• **Exercise directions**
Write out every record below exactly, so that nothing differs from what is shown.

[Data records]
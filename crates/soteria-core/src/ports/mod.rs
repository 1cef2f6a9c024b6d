//! 포트 인터페이스 (trait).
//!
//! Hexagonal Architecture의 포트 레이어.
//! 어댑터는 `soteria-network`, `soteria-console` crate가 구현하며
//! 바이너리에서 `Arc<dyn T>`로 와이어링한다.
//!
//! async trait은 `async_trait` 매크로로 object safety를 보장한다.

pub mod notifier;
pub mod settings_api;
pub mod token_store;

• **Result below**
filename crates/soteria-core/src/ports/mod.rs
repository 1cef2f6a9c024b6d
//! 포트 인터페이스 (trait).
//!
//! Hexagonal Architecture의 포트 레이어.
//! 어댑터는 `soteria-network`, `soteria-console` crate가 구현하며
//! 바이너리에서 `Arc<dyn T>`로 와이어링한다.
//!
//! async trait은 `async_trait` 매크로로 object safety를 보장한다.

pub mod notifier;
pub mod settings_api;
pub mod token_store;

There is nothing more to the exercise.